■ Task goal ■
Once the line containing "use crate::tools::ContinuumMode;" has been written out, stop; until then, restate each line of the entries below word for word from the first.
====== Record set ======
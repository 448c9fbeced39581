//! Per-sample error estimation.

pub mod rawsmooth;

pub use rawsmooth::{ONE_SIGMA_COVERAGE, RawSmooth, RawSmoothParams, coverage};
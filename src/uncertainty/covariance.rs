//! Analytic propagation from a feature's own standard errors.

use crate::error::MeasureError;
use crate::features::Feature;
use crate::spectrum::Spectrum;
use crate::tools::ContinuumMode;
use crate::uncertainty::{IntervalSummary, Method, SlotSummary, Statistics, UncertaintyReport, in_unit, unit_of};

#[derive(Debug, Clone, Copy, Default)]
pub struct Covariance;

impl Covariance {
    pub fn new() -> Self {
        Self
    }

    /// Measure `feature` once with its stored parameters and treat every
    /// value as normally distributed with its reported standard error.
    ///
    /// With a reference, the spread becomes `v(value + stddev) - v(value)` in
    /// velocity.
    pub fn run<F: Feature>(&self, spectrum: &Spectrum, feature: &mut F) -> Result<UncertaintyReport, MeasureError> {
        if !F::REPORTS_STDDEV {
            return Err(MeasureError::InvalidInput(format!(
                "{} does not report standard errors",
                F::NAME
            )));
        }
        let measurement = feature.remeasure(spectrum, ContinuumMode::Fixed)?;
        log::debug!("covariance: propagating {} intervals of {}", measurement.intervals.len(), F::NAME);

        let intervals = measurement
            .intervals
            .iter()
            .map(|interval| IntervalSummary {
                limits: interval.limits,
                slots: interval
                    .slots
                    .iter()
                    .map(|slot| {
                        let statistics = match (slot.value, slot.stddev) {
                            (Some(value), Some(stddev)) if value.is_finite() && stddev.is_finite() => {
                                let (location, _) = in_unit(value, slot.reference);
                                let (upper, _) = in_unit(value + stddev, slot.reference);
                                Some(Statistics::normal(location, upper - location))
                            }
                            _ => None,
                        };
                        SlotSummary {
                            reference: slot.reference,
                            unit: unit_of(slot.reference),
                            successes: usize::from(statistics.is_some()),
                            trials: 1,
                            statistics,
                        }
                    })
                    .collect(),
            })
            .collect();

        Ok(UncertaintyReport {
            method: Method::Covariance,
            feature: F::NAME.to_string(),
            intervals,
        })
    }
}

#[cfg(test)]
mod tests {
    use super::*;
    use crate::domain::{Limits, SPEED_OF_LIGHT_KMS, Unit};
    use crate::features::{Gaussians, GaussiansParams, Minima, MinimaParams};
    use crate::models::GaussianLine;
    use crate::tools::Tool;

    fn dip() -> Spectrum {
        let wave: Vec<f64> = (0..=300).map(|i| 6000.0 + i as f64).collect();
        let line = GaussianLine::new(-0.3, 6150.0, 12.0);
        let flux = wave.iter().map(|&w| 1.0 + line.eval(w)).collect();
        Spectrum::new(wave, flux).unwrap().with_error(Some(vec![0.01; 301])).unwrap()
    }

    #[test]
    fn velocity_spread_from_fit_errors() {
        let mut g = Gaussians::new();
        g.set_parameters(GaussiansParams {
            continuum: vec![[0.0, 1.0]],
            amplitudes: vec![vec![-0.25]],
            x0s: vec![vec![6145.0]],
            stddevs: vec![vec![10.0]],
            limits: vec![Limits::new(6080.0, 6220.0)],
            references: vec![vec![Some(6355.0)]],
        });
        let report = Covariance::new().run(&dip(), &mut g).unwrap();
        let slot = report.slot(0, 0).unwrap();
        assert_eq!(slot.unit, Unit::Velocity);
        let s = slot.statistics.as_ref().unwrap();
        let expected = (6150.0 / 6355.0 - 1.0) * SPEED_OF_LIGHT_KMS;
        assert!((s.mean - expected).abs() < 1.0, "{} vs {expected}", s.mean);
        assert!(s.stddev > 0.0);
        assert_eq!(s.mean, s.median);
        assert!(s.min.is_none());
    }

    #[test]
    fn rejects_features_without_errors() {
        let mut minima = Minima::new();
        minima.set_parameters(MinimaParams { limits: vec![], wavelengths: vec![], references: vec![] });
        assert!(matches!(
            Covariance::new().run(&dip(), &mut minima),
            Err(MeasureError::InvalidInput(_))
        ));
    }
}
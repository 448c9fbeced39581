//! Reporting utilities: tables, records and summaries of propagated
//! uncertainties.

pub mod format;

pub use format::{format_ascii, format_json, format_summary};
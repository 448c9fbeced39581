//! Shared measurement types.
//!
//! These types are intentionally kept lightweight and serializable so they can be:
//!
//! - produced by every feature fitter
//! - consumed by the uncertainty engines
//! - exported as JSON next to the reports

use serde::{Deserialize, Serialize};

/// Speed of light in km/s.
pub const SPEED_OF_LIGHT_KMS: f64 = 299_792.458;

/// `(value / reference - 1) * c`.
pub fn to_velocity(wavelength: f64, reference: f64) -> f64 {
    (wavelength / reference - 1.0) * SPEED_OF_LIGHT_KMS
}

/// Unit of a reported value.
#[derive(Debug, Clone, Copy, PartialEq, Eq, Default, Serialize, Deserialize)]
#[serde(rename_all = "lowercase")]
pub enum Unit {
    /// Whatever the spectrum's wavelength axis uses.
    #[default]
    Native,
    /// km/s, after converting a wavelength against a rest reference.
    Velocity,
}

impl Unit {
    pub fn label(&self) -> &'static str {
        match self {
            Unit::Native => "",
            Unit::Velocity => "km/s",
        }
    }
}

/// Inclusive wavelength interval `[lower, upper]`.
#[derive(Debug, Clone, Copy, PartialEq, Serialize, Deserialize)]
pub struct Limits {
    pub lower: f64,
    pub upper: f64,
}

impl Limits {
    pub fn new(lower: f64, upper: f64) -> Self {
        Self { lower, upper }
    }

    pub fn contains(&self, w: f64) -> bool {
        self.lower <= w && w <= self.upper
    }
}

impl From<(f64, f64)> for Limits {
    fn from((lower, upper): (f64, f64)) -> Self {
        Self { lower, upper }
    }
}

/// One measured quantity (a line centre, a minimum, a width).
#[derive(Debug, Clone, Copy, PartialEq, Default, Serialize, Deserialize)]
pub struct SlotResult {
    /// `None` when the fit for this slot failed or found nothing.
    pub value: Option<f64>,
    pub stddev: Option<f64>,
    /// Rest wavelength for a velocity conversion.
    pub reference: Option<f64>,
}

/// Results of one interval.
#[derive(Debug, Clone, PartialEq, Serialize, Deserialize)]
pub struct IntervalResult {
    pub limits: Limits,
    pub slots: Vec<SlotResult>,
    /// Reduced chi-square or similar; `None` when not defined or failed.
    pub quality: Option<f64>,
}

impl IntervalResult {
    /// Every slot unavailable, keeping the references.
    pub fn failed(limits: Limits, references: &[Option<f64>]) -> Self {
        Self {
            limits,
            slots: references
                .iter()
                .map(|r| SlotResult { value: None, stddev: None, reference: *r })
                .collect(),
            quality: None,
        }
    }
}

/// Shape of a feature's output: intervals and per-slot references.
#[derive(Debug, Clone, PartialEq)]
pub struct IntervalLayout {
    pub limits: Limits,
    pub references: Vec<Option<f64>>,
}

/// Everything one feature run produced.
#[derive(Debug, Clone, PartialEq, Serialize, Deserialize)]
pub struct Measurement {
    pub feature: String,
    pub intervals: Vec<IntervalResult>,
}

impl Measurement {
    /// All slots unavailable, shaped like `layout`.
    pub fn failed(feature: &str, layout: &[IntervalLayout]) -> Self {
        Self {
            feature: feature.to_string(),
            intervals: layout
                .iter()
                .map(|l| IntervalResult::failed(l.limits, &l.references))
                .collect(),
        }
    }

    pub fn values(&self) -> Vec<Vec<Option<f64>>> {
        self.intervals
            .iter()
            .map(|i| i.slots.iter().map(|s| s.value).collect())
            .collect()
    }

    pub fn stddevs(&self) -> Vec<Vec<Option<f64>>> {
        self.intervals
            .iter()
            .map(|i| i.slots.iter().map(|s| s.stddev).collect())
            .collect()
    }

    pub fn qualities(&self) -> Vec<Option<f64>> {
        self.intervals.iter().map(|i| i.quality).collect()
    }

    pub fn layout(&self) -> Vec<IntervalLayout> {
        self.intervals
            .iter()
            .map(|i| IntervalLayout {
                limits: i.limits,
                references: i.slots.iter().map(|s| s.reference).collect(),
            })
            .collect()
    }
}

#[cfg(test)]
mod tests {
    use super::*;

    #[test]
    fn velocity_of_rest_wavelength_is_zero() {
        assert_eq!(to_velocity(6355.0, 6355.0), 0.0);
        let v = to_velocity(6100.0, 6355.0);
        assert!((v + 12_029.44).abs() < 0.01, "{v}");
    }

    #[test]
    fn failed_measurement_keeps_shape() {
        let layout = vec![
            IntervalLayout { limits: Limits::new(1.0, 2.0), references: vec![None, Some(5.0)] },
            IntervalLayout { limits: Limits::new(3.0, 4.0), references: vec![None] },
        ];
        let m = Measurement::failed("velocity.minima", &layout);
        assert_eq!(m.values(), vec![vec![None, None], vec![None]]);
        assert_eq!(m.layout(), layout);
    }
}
======
■ Solution ■
repository 448c9fbeced39581
//! Per-sample error estimation.

pub mod rawsmooth;

pub use rawsmooth::{ONE_SIGMA_COVERAGE, RawSmooth, RawSmoothParams, coverage};
filename src/uncertainty/covariance.rs
//! Analytic propagation from a feature's own standard errors.

use crate::error::MeasureError;
use crate::features::Feature;
use crate::spectrum::Spectrum;
use crate::tools::ContinuumMode;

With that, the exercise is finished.